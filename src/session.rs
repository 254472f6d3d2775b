//! Explicit household context for one signed-in user.
//!
//! The session carries the "current household" pointer that non-head
//! members are attached to. Each caller owns its own session; nothing is
//! shared between them. It lives until [`HouseholdSession::reset`] or until
//! the owner drops it, and serializes to JSON for per-browser persistence.

use crate::executor::StoreError;
use crate::model::{CredentialId, HouseholdId};
use crate::store::EntityStore;
use serde::{Deserialize, Serialize};

#[derive(Debug, Clone, Default, PartialEq, Eq, Serialize, Deserialize)]
pub struct HouseholdSession {
    pub credential: Option<CredentialId>,
    current_household: Option<HouseholdId>,
}

impl HouseholdSession {
    pub fn new(credential: Option<CredentialId>) -> Self {
        Self {
            credential,
            current_household: None,
        }
    }

    /// Rebuild the session of a returning user from the account link
    /// (account → resident → household).
    ///
    /// # Errors
    ///
    /// Returns `StoreError` if a lookup fails. A user with no account or no
    /// linked resident gets a session without a household.
    pub fn resume(store: &dyn EntityStore, credential: CredentialId) -> Result<Self, StoreError> {
        let household = match store.find_account(credential)? {
            Some(account) => match account.resident_id {
                Some(resident_id) => store
                    .find_resident(resident_id)?
                    .and_then(|r| r.household_id),
                None => None,
            },
            None => None,
        };
        log::debug!("resumed session for {credential} (household: {household:?})");
        Ok(Self {
            credential: Some(credential),
            current_household: household,
        })
    }

    pub fn current_household(&self) -> Option<HouseholdId> {
        self.current_household
    }

    pub fn set_current_household(&mut self, household: HouseholdId) {
        self.current_household = Some(household);
    }

    /// Forget the household pointer.
    pub fn reset(&mut self) {
        self.current_household = None;
    }

    /// # Errors
    ///
    /// Returns `serde_json::Error` if serialization fails.
    pub fn to_json(&self) -> Result<String, serde_json::Error> {
        serde_json::to_string(self)
    }

    /// # Errors
    ///
    /// Returns `serde_json::Error` for malformed input.
    pub fn from_json(json: &str) -> Result<Self, serde_json::Error> {
        serde_json::from_str(json)
    }
}
pub mod conversion;
pub mod core;
pub mod providers;
pub mod server;
pub mod store;

use anyhow::{Context, Result};
use std::net::SocketAddr;
use std::sync::Arc;
use tracing::{debug, info};

use crate::conversion::ConversionService;
use crate::core::config::AppConfig;
use crate::providers::EcbRateFetcher;
use crate::server::AppState;
use crate::store::RateStore;

/// Loads configuration and serves the API until shutdown.
///
/// `listen` takes precedence over both the config file and the `PORT`
/// environment variable.
pub async fn run(config_path: Option<&str>, listen: Option<SocketAddr>) -> Result<()> {
    info!("fxrates starting...");

    let mut config = match config_path {
        Some(path) => AppConfig::load_from_path(path)?,
        None => AppConfig::load()?,
    }
    .with_env_overrides()?;
    if let Some(addr) = listen {
        config.listen_addr = addr;
    }
    debug!("Loaded config: {config:#?}");

    let state = build_state(&config)?;
    server::serve(state, config.listen_addr, config.static_dir.as_deref()).await
}

/// Wires the fetcher, rate store and conversion service together and starts
/// the initial rate load in the background.
///
/// Must be called from within a Tokio runtime.
pub fn build_state(config: &AppConfig) -> Result<Arc<AppState>> {
    let fetcher = EcbRateFetcher::from_config(&config.providers.ecb)
        .context("Failed to create ECB rate fetcher")?;
    let store = Arc::new(RateStore::new(Arc::new(fetcher), config.cache_ttl()));
    store.start();

    Ok(Arc::new(AppState {
        conversions: ConversionService::new(store),
    }))
}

WORK INSTRUCTION »
Please copy the data in full, character for character.

SOLUTION FOR THIS EXERCISE »
filename src/session.rs
repository 254472f6d3d2775b
//! Explicit household context for one signed-in user.
//!
//! The session carries the "current household" pointer that non-head
//! members are attached to. Each caller owns its own session; nothing is
//! shared between them. It lives until [`HouseholdSession::reset`] or until
//! the owner drops it, and serializes to JSON for per-browser persistence.

use crate::executor::StoreError;
use crate::model::{CredentialId, HouseholdId};
use crate::store::EntityStore;
use serde::{Deserialize, Serialize};

#[derive(Debug, Clone, Default, PartialEq, Eq, Serialize, Deserialize)]
pub struct HouseholdSession {
    pub credential: Option<CredentialId>,
    current_household: Option<HouseholdId>,
}

impl HouseholdSession {
    pub fn new(credential: Option<CredentialId>) -> Self {
        Self {
            credential,
            current_household: None,
        }
    }

    /// Rebuild the session of a returning user from the account link
    /// (account → resident → household).
    ///
    /// # Errors
    ///
    /// Returns `StoreError` if a lookup fails. A user with no account or no
    /// linked resident gets a session without a household.
    pub fn resume(store: &dyn EntityStore, credential: CredentialId) -> Result<Self, StoreError> {
        let household = match store.find_account(credential)? {
            Some(account) => match account.resident_id {
                Some(resident_id) => store
                    .find_resident(resident_id)?
                    .and_then(|r| r.household_id),
                None => None,
            },
            None => None,
        };
        log::debug!("resumed session for {credential} (household: {household:?})");
        Ok(Self {
            credential: Some(credential),
            current_household: household,
        })
    }

    pub fn current_household(&self) -> Option<HouseholdId> {
        self.current_household
    }

    pub fn set_current_household(&mut self, household: HouseholdId) {
        self.current_household = Some(household);
    }

    /// Forget the household pointer.
    pub fn reset(&mut self) {
        self.current_household = None;
    }

    /// # Errors
    ///
    /// Returns `serde_json::Error` if serialization fails.
    pub fn to_json(&self) -> Result<String, serde_json::Error> {
        serde_json::to_string(self)
    }

    /// # Errors
    ///
    /// Returns `serde_json::Error` for malformed input.
    pub fn from_json(json: &str) -> Result<Self, serde_json::Error> {
        serde_json::from_str(json)
    }
}
pub mod conversion;
pub mod core;
pub mod providers;
pub mod server;
pub mod store;

use anyhow::{Context, Result};
use std::net::SocketAddr;
use std::sync::Arc;
use tracing::{debug, info};

use crate::conversion::ConversionService;
use crate::core::config::AppConfig;
use crate::providers::EcbRateFetcher;
use crate::server::AppState;
use crate::store::RateStore;

/// Loads configuration and serves the API until shutdown.
///
/// `listen` takes precedence over both the config file and the `PORT`
/// environment variable.
pub async fn run(config_path: Option<&str>, listen: Option<SocketAddr>) -> Result<()> {
    info!("fxrates starting...");

    let mut config = match config_path {
        Some(path) => AppConfig::load_from_path(path)?,
        None => AppConfig::load()?,
    }
    .with_env_overrides()?;
    if let Some(addr) = listen {
        config.listen_addr = addr;
    }
    debug!("Loaded config: {config:#?}");

    let state = build_state(&config)?;
    server::serve(state, config.listen_addr, config.static_dir.as_deref()).await
}

/// Wires the fetcher, rate store and conversion service together and starts
/// the initial rate load in the background.
///
/// Must be called from within a Tokio runtime.
pub fn build_state(config: &AppConfig) -> Result<Arc<AppState>> {
    let fetcher = EcbRateFetcher::from_config(&config.providers.ecb)
        .context("Failed to create ECB rate fetcher")?;
    let store = Arc::new(RateStore::new(Arc::new(fetcher), config.cache_ttl()));
    store.start();

    Ok(Arc::new(AppState {
        conversions: ConversionService::new(store),
    }))
}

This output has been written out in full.